//! Periodic removal of expired tickets.
//!
//! Registries reap expired tickets lazily, on read. Tickets nobody reads
//! again (abandoned sessions) would stay forever, and their services would
//! never hear about the logout. The [`RegistryCleaner`] scans the registry
//! on an interval, hands logout requests for expired sessions to a
//! [`LogoutHandler`], and deletes every expired ticket with its subtree.
//!
//! # Shutdown
//!
//! [`RegistryCleaner::start`] returns a [`CleanerHandle`]. The background
//! task stops when the handle is dropped or
//! [`shutdown`](CleanerHandle::shutdown) is called.

use std::{fmt, sync::Arc, time::Duration};

use cas_ticket::{Redacted, TicketKind};
use cas_ticket_registry::{RegistryResult, TicketRegistry};
use tokio::{select, sync::watch, time::sleep};
use tracing::{debug, info, warn};

use crate::{
    config::CleanerConfig,
    logout::{SharedLogoutHandler, logout_requests_for},
    services::ServicesManager,
};

/// Holds the shutdown signal sender. When dropped, the watch channel
/// closes and the cleaner task exits.
struct ShutdownGuard {
    shutdown_tx: watch::Sender<()>,
}

impl Drop for ShutdownGuard {
    fn drop(&mut self) {
        let _ = self.shutdown_tx.send(());
    }
}

/// Handle to a running cleaner task.
pub struct CleanerHandle {
    shutdown_guard: Option<ShutdownGuard>,
}

impl CleanerHandle {
    /// Signals the cleaner task to stop. Idempotent.
    pub fn shutdown(&self) {
        if let Some(guard) = &self.shutdown_guard {
            let _ = guard.shutdown_tx.send(());
        }
    }

    /// Whether a background task was started.
    #[must_use]
    pub fn is_running(&self) -> bool {
        self.shutdown_guard.as_ref().is_some_and(|guard| !guard.shutdown_tx.is_closed())
    }
}

impl fmt::Debug for CleanerHandle {
    fn fmt(&self, f: &mut fmt::Formatter<'_>) -> fmt::Result {
        f.debug_struct("CleanerHandle").field("running", &self.is_running()).finish()
    }
}

/// Removes expired tickets and triggers single logout for expired sessions.
pub struct RegistryCleaner<R> {
    registry: Arc<R>,
    services: Arc<dyn ServicesManager>,
    logout_handler: SharedLogoutHandler,
}

impl<R> fmt::Debug for RegistryCleaner<R> {
    fn fmt(&self, f: &mut fmt::Formatter<'_>) -> fmt::Result {
        f.debug_struct("RegistryCleaner").finish_non_exhaustive()
    }
}

impl<R: TicketRegistry + 'static> RegistryCleaner<R> {
    /// Creates a cleaner. Nothing runs until [`clean`](Self::clean) or
    /// [`start`](Self::start) is called.
    #[must_use]
    pub fn new(
        registry: Arc<R>,
        services: Arc<dyn ServicesManager>,
        logout_handler: SharedLogoutHandler,
    ) -> Self {
        Self { registry, services, logout_handler }
    }

    /// Runs one cleaning pass. Returns the number of tickets deleted.
    ///
    /// # Errors
    ///
    /// Returns the first registry error; tickets handled before it stay
    /// deleted.
    #[tracing::instrument(skip(self), fields(registry = self.registry.name()))]
    pub async fn clean(&self) -> RegistryResult<u64> {
        let now = self.registry.clock().now();
        let expired: Vec<_> =
            self.registry.fetch_all().await?.into_iter().filter(|t| t.is_expired(now)).collect();
        if expired.is_empty() {
            debug!("no expired tickets");
            return Ok(0);
        }

        let mut deleted = 0;
        for ticket in expired {
            if ticket.kind() == TicketKind::TicketGranting
                && let Some(session) = ticket.as_ticket_granting()
            {
                let mut requests = logout_requests_for(session, self.services.as_ref());
                if !requests.is_empty() {
                    debug!(
                        session_id = %Redacted(ticket.id()),
                        requests = requests.len(),
                        "expired session; sending logout requests",
                    );
                    self.logout_handler.handle(ticket.id(), &mut requests).await;
                }
            }
            deleted += self.registry.delete_ticket(ticket.id()).await?;
        }

        // Tickets whose ancestors vanished are reaped by a live listing.
        let _live = self.registry.get_tickets().await?;
        info!(deleted, "expired tickets removed");
        Ok(deleted)
    }

    /// Starts cleaning in the background, first after
    /// `config.start_delay`, then every `config.interval`.
    ///
    /// With `config.enabled == false` no task is spawned and the returned
    /// handle is inert. Must be called from within a Tokio runtime.
    pub fn start(self, config: &CleanerConfig) -> CleanerHandle {
        if !config.enabled {
            info!("registry cleaner disabled");
            return CleanerHandle { shutdown_guard: None };
        }
        let (shutdown_tx, shutdown_rx) = watch::channel(());
        let cleaner = Arc::new(self);
        let (start_delay, interval) = (config.start_delay, config.interval);
        tokio::spawn(async move {
            cleaner.run(start_delay, interval, shutdown_rx).await;
        });
        CleanerHandle { shutdown_guard: Some(ShutdownGuard { shutdown_tx }) }
    }

    /// Exits when the shutdown signal is received (i.e., when the watch
    /// sender is dropped or [`CleanerHandle::shutdown`] is called).
    async fn run(&self, start_delay: Duration, interval: Duration, mut shutdown_rx: watch::Receiver<()>) {
        let mut delay = start_delay;
        loop {
            select! {
                _ = sleep(delay) => {}
                _ = shutdown_rx.changed() => {
                    debug!("registry cleaner stopped");
                    return;
                }
            }
            delay = interval;
            if let Err(e) = self.clean().await {
                warn!(error = %e, "registry cleaning failed");
            }
        }
    }
}
//! Configuration-selected registry backend.
//!
//! [`TicketRegistryBackend`] is a closed enum over the registries this
//! workspace ships. The backend is chosen once from [`RegistryConfig`] and
//! dispatched statically; the core never boxes its registry.

use async_trait::async_trait;
use cas_ticket::{Clock, SharedClock, Ticket};
use cas_ticket_registry::{
    CacheTicketRegistry, MemoryTicketRegistry, RegistryResult, ReplicatedTicketRegistry,
    TicketCluster, TicketRegistry,
};
#[cfg(feature = "redis")]
use cas_ticket_registry_redis::RedisTicketRegistry;

use crate::{config::RegistryConfig, error::CasResult};

/// The registry backend selected by configuration.
#[derive(Debug, Clone)]
#[non_exhaustive]
pub enum TicketRegistryBackend {
    /// See [`MemoryTicketRegistry`].
    Memory(MemoryTicketRegistry),
    /// See [`CacheTicketRegistry`].
    Cache(CacheTicketRegistry),
    /// See [`ReplicatedTicketRegistry`].
    Replicated(ReplicatedTicketRegistry),
    /// See [`RedisTicketRegistry`].
    #[cfg(feature = "redis")]
    Redis(RedisTicketRegistry),
}

impl TicketRegistryBackend {
    /// Builds (and for remote backends, connects) the configured backend.
    ///
    /// # Errors
    ///
    /// Returns [`CasError::Config`](crate::CasError::Config) for invalid
    /// settings and [`CasError::Registry`](crate::CasError::Registry) if a
    /// remote backend cannot be reached.
    pub async fn from_config(config: &RegistryConfig, clock: SharedClock) -> CasResult<Self> {
        config.validate()?;
        let backend = match config {
            RegistryConfig::Memory => Self::Memory(MemoryTicketRegistry::with_clock(clock)),
            RegistryConfig::Cache(config) => {
                Self::Cache(CacheTicketRegistry::with_clock(config, clock))
            },
            RegistryConfig::Replicated(config) => {
                let cluster = TicketCluster::new(config, clock)?;
                Self::Replicated(cluster.registry(&config.local_member)?)
            },
            #[cfg(feature = "redis")]
            RegistryConfig::Redis(config) => {
                Self::Redis(RedisTicketRegistry::connect_with_clock(config.clone(), clock).await?)
            },
        };
        tracing::info!(backend = backend.name(), "ticket registry ready");
        Ok(backend)
    }

    fn inner(&self) -> &dyn TicketRegistry {
        match self {
            Self::Memory(registry) => registry,
            Self::Cache(registry) => registry,
            Self::Replicated(registry) => registry,
            #[cfg(feature = "redis")]
            Self::Redis(registry) => registry,
        }
    }
}

#[async_trait]
impl TicketRegistry for TicketRegistryBackend {
    fn name(&self) -> &'static str {
        self.inner().name()
    }

    fn clock(&self) -> &dyn Clock {
        self.inner().clock()
    }

    fn supports_counting(&self) -> bool {
        self.inner().supports_counting()
    }

    async fn add_ticket(&self, ticket: Ticket) -> RegistryResult<()> {
        self.inner().add_ticket(ticket).await
    }

    async fn update_ticket(&self, ticket: Ticket) -> RegistryResult<()> {
        self.inner().update_ticket(ticket).await
    }

    async fn fetch_ticket(&self, id: &str) -> RegistryResult<Option<Ticket>> {
        self.inner().fetch_ticket(id).await
    }

    async fn remove_ticket(&self, id: &str) -> RegistryResult<bool> {
        self.inner().remove_ticket(id).await
    }

    async fn fetch_all(&self) -> RegistryResult<Vec<Ticket>> {
        self.inner().fetch_all().await
    }

    async fn health_check(&self) -> RegistryResult<()> {
        self.inner().health_check().await
    }
}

[THE PROBLEM] Send back the lines of the records word for word, from the very first through the line containing "scans the registry".

[SOLUTION FOR THIS EXERCISE]
//! Periodic removal of expired tickets.
//!
//! Registries reap expired tickets lazily, on read. Tickets nobody reads
//! again (abandoned sessions) would stay forever, and their services would
//! never hear about the logout. The [`RegistryCleaner`] scans the registry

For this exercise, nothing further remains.